What you return should be each line of the data containing the string "when".

Stored items:
☆ ☆ ☆ ☆
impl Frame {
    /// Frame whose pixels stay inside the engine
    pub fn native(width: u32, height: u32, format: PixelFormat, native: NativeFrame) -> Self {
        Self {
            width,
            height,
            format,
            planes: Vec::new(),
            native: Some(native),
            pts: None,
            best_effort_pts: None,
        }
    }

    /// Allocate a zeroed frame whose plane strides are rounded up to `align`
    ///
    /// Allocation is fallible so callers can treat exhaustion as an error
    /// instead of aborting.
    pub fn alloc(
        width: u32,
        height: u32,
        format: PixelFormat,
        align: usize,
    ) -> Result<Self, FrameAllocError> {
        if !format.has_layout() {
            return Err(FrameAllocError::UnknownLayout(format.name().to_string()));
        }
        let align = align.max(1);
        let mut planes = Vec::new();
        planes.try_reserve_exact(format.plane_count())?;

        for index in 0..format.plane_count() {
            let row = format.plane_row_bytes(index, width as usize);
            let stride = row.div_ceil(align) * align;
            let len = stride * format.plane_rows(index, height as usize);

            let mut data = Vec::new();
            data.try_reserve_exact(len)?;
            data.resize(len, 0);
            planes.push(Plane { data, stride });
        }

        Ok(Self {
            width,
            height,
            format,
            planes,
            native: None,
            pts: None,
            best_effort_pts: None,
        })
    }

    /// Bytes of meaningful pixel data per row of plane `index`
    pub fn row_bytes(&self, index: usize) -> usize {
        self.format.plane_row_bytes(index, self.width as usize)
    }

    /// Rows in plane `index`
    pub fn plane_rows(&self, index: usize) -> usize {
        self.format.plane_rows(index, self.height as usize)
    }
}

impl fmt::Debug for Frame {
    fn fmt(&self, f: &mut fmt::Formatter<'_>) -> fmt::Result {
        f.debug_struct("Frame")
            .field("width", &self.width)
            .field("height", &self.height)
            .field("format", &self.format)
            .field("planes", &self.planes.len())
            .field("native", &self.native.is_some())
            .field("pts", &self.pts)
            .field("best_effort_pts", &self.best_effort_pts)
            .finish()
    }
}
☆ ☆ ☆ ☆
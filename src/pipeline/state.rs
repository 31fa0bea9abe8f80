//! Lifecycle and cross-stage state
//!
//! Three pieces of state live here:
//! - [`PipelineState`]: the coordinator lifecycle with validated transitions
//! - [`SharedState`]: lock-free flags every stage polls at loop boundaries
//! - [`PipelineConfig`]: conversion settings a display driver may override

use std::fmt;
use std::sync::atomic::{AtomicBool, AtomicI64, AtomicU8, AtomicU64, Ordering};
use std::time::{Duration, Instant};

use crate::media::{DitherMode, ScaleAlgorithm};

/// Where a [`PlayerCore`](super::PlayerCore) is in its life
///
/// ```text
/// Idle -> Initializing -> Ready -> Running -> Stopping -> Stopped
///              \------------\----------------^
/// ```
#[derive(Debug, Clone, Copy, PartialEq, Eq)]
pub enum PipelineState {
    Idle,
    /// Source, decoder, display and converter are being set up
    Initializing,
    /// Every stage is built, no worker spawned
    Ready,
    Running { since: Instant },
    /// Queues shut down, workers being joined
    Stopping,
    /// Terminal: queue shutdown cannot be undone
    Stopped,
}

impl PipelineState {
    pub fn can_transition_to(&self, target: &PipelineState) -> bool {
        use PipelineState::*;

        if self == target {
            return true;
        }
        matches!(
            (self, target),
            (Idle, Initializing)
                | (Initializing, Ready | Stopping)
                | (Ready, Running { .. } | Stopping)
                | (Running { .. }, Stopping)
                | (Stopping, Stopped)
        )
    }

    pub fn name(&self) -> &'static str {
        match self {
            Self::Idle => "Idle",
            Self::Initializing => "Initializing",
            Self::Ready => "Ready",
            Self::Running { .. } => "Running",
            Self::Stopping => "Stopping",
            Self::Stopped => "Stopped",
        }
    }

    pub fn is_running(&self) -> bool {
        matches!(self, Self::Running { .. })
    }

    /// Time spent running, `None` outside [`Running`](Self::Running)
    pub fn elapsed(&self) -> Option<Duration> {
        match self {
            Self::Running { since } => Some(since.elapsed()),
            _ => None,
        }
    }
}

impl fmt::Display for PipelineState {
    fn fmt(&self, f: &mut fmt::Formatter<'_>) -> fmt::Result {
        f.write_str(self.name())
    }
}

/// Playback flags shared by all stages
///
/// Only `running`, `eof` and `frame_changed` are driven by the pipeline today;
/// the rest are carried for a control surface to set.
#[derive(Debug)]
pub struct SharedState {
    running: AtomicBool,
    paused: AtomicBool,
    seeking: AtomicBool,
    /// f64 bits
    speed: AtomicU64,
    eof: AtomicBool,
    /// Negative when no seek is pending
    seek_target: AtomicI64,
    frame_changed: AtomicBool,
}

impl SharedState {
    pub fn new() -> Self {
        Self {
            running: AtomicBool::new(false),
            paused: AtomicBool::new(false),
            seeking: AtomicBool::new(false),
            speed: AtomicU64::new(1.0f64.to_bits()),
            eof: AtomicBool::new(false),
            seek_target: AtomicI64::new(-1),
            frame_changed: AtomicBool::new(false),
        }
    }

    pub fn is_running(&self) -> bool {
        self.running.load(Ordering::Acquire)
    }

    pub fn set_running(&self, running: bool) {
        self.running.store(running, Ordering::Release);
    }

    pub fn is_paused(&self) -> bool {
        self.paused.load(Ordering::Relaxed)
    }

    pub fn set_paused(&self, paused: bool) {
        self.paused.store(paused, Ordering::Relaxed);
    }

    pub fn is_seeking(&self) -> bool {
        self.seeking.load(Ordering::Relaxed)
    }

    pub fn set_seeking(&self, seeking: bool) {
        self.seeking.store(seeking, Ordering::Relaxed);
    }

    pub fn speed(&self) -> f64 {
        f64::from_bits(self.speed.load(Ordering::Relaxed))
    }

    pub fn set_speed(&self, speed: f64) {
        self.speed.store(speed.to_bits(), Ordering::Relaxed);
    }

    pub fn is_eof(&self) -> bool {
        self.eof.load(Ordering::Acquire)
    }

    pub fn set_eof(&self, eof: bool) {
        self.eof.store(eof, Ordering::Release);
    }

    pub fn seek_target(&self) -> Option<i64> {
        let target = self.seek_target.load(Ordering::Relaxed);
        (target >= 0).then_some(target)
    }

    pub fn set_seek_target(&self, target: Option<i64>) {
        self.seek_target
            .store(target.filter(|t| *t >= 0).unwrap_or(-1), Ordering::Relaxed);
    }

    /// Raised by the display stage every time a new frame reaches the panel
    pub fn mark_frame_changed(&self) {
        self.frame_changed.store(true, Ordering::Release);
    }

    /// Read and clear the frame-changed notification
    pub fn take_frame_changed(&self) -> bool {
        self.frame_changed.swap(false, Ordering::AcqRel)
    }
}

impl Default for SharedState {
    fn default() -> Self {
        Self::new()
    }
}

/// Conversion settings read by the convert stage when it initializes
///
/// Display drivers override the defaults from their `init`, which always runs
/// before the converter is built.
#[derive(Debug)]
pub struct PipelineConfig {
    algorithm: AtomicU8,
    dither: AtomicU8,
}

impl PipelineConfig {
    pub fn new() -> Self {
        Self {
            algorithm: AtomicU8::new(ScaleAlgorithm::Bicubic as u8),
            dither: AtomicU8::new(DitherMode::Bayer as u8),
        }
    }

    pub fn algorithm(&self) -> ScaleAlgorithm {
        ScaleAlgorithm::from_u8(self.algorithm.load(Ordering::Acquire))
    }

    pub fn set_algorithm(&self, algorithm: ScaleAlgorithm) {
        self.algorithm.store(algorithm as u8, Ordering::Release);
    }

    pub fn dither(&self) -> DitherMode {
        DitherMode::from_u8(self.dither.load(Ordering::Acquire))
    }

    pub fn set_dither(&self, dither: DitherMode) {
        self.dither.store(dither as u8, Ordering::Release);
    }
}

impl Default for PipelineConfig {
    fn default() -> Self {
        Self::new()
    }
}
☆ ☆ ☆ ☆
→ WRITTEN ANSWER
    /// Negative when no seek is pending
/// Conversion settings read by the convert stage when it initializes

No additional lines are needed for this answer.